Before you start calisthenics
When you're just starting calisthenics, it's important to build up slowly and not overdo it. Your muscles, tendons, and the rest of your body need to get used to the new demands. It's also important to start every workout with a proper warm-up. During the warm-up, it's important to warm up your muscles and tendons and get your blood flowing. So don't skip this. A good warm-up will positively impact your strength and endurance for the rest of your workout. A jump rope can be very helpful in this regard. We recommend the Speed Rope Survival . Thanks to its steel ball bearing system, the jump rope spins more smoothly and quickly than a regular jump rope. It's no wonder martial artists use it during their strength and conditioning training.

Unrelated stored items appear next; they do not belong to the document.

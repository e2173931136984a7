//! CSV export of comparison tables and raw snapshots for spreadsheet use.

use crate::config::MarketConfig;
use crate::engine::ComparisonGroup;
use crate::error::Result;
use crate::observation::{PriceObservation, Snapshot};
use chrono::{NaiveDate, Utc};
use csv::Writer;
use std::io::Write;
use std::path::{Path, PathBuf};
use tracing::info;

/// File name prefix of every export; snapshot discovery skips these files.
pub const EXPORT_PREFIX: &str = "comparison_";

const COMPARISON_HEADER: [&str; 11] = [
    "segment",
    "product",
    "brand",
    "quantity",
    "lowest_price",
    "market",
    "reference_price",
    "savings",
    "savings_percent",
    "opportunity",
    "link",
];

const OBSERVATION_HEADER: [&str; 8] = [
    "segment",
    "product_name",
    "brand",
    "quantity",
    "unit_price",
    "market",
    "extracted_at",
    "source_url",
];

/// Writes one row per comparison group.
///
/// The link is the cheapest offer's source URL, falling back to the
/// configured URL of its market.
pub fn write_comparisons<W: Write>(
    writer: W,
    groups: &[ComparisonGroup],
    markets: &[MarketConfig],
) -> Result<()> {
    let mut wtr = Writer::from_writer(writer);
    wtr.write_record(COMPARISON_HEADER)?;

    for group in groups {
        let link = group
            .cheapest()
            .and_then(|offer| offer.source_url.clone())
            .or_else(|| market_url(markets, &group.min_price_market))
            .unwrap_or_default();

        wtr.write_record([
            group.segment.clone().unwrap_or_else(|| "Other".to_string()),
            group.product_name.clone(),
            group.brand.clone(),
            group.quantity.clone(),
            format!("{:.2}", group.min_price),
            group.min_price_market.clone(),
            format!("{:.2}", group.reference_price),
            format!("{:.2}", group.savings_amount),
            format!("{:.2}", group.savings_percent),
            group.is_opportunity.to_string(),
            link,
        ])?;
    }

    wtr.flush()?;
    Ok(())
}

/// Writes the raw snapshot.
pub fn write_observations<W: Write>(writer: W, snapshot: &Snapshot) -> Result<()> {
    write_observation_rows(writer, snapshot.observations())
}

fn write_observation_rows<'a, W, I>(writer: W, observations: I) -> Result<()>
where
    W: Write,
    I: IntoIterator<Item = &'a PriceObservation>,
{
    let mut wtr = Writer::from_writer(writer);
    wtr.write_record(OBSERVATION_HEADER)?;

    for o in observations {
        wtr.write_record([
            o.segment.clone().unwrap_or_default(),
            o.product_name.clone(),
            o.brand.clone(),
            o.quantity.clone(),
            o.unit_price.to_string(),
            o.market.clone(),
            o.extracted_at.to_rfc3339(),
            o.source_url.clone().unwrap_or_default(),
        ])?;
    }

    wtr.flush()?;
    Ok(())
}

/// Splits the snapshot into one observation list per market.
///
/// Markets keep their first-seen order. Names that reduce to the same file
/// slug share a list.
pub fn by_market(snapshot: &Snapshot) -> Vec<(String, Vec<&PriceObservation>)> {
    let mut breakdown: Vec<(String, Vec<&PriceObservation>)> = Vec::new();

    for o in snapshot.observations() {
        let slug = market_slug(o.market_name());
        match breakdown.iter_mut().find(|(s, _)| *s == slug) {
            Some((_, rows)) => rows.push(o),
            None => breakdown.push((slug, vec![o])),
        }
    }

    breakdown
}

/// File-safe form of a market name ("Rede Supermarket" becomes "rede_supermarket").
pub fn market_slug(name: &str) -> String {
    let mut slug = String::new();
    for c in name.trim().chars().flat_map(char::to_lowercase) {
        if c.is_alphanumeric() {
            slug.push(c);
        } else if !slug.is_empty() && !slug.ends_with('_') {
            slug.push('_');
        }
    }

    let slug = slug.trim_end_matches('_');
    if slug.is_empty() {
        "market".to_string()
    } else {
        slug.to_string()
    }
}

fn market_url(markets: &[MarketConfig], name: &str) -> Option<String> {
    markets.iter().find(|m| m.name.eq_ignore_ascii_case(name.trim())).map(|m| m.url.clone())
}

/// Paths produced by [`write_exports`].
#[derive(Debug, Clone, PartialEq, Eq)]
pub struct ExportPaths {
    pub comparisons: PathBuf,
    pub observations: PathBuf,
    /// One file per market, in first-seen market order
    pub markets: Vec<PathBuf>,
}

/// Returns the dated table and observation paths inside `dir`.
pub fn export_paths(dir: &Path, date: NaiveDate) -> ExportPaths {
    let stamp = date.format("%Y%m%d");
    ExportPaths {
        comparisons: dir.join(format!("{EXPORT_PREFIX}table_{stamp}.csv")),
        observations: dir.join(format!("{EXPORT_PREFIX}observations_{stamp}.csv")),
        markets: Vec::new(),
    }
}

/// Returns the dated path of one market's breakdown inside `dir`.
pub fn market_export_path(dir: &Path, date: NaiveDate, slug: &str) -> PathBuf {
    dir.join(format!("{EXPORT_PREFIX}market_{slug}_{}.csv", date.format("%Y%m%d")))
}

/// Writes the comparison table, the raw snapshot and a per-market breakdown into `dir`.
pub fn write_exports(
    dir: &Path,
    groups: &[ComparisonGroup],
    snapshot: &Snapshot,
    markets: &[MarketConfig],
) -> Result<ExportPaths> {
    std::fs::create_dir_all(dir)?;
    let date = Utc::now().date_naive();
    let mut paths = export_paths(dir, date);

    write_comparisons(std::fs::File::create(&paths.comparisons)?, groups, markets)?;
    write_observations(std::fs::File::create(&paths.observations)?, snapshot)?;

    for (slug, rows) in by_market(snapshot) {
        let path = market_export_path(dir, date, &slug);
        write_observation_rows(std::fs::File::create(&path)?, rows)?;
        paths.markets.push(path);
    }

    info!(
        "Exported {} comparisons to {}, {} observations to {} and {} market files",
        groups.len(),
        paths.comparisons.display(),
        snapshot.len(),
        paths.observations.display(),
        paths.markets.len()
    );

    Ok(paths)
}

The five basic exercises of calisthenics
Always remember that it's important to train the entire body, including your legs! This workout focuses on every part of the body: back, chest, shoulders, arms, core, and legs. The calisthenics beginner workout consists of the five basic calisthenics exercises: push-ups, pull-ups, dips, pistol squats, and L-sits. Make sure you've mastered each step before moving on to the next.
1. The push-up
We'll start with push-ups. It's perhaps the most well-known of the five basic exercises we'll cover in this article. Push-ups primarily require strength from the chest, shoulders, and triceps.
Step 1: Knee push-ups
The first step to mastering push-ups is performing knee push-ups. Kneel down and place both hands shoulder-width apart on the floor. This is the starting position. Now slowly lower yourself down until your chest almost touches the floor. Then push yourself back up to the starting position. Make sure your body remains still throughout the exercise and only move your arms. To relieve stress on your wrists, you can use these push-up supports .
Step 2: Incline push-ups
If knee push-ups are easy for you, you can move on to incline push-ups. Find an object that's higher than the ground, such as a wall, step, or bench. In the example photo below, we're using a bar. Stand upright and place your hands on the chosen object. Keep your body in a straight line and slowly lower yourself. Then push yourself back up. Start with a relatively high object and gradually work your way down to a lower object, until you don't need one at all.
2. The pull-up
2. The pull-up
The pull-up, also known as a pull-up, is an excellent exercise for targeting the back muscles and biceps. It requires a lot of strength, so it can take a while to master. So don't give up immediately and follow these steps as best as you can. That's the only way to succeed!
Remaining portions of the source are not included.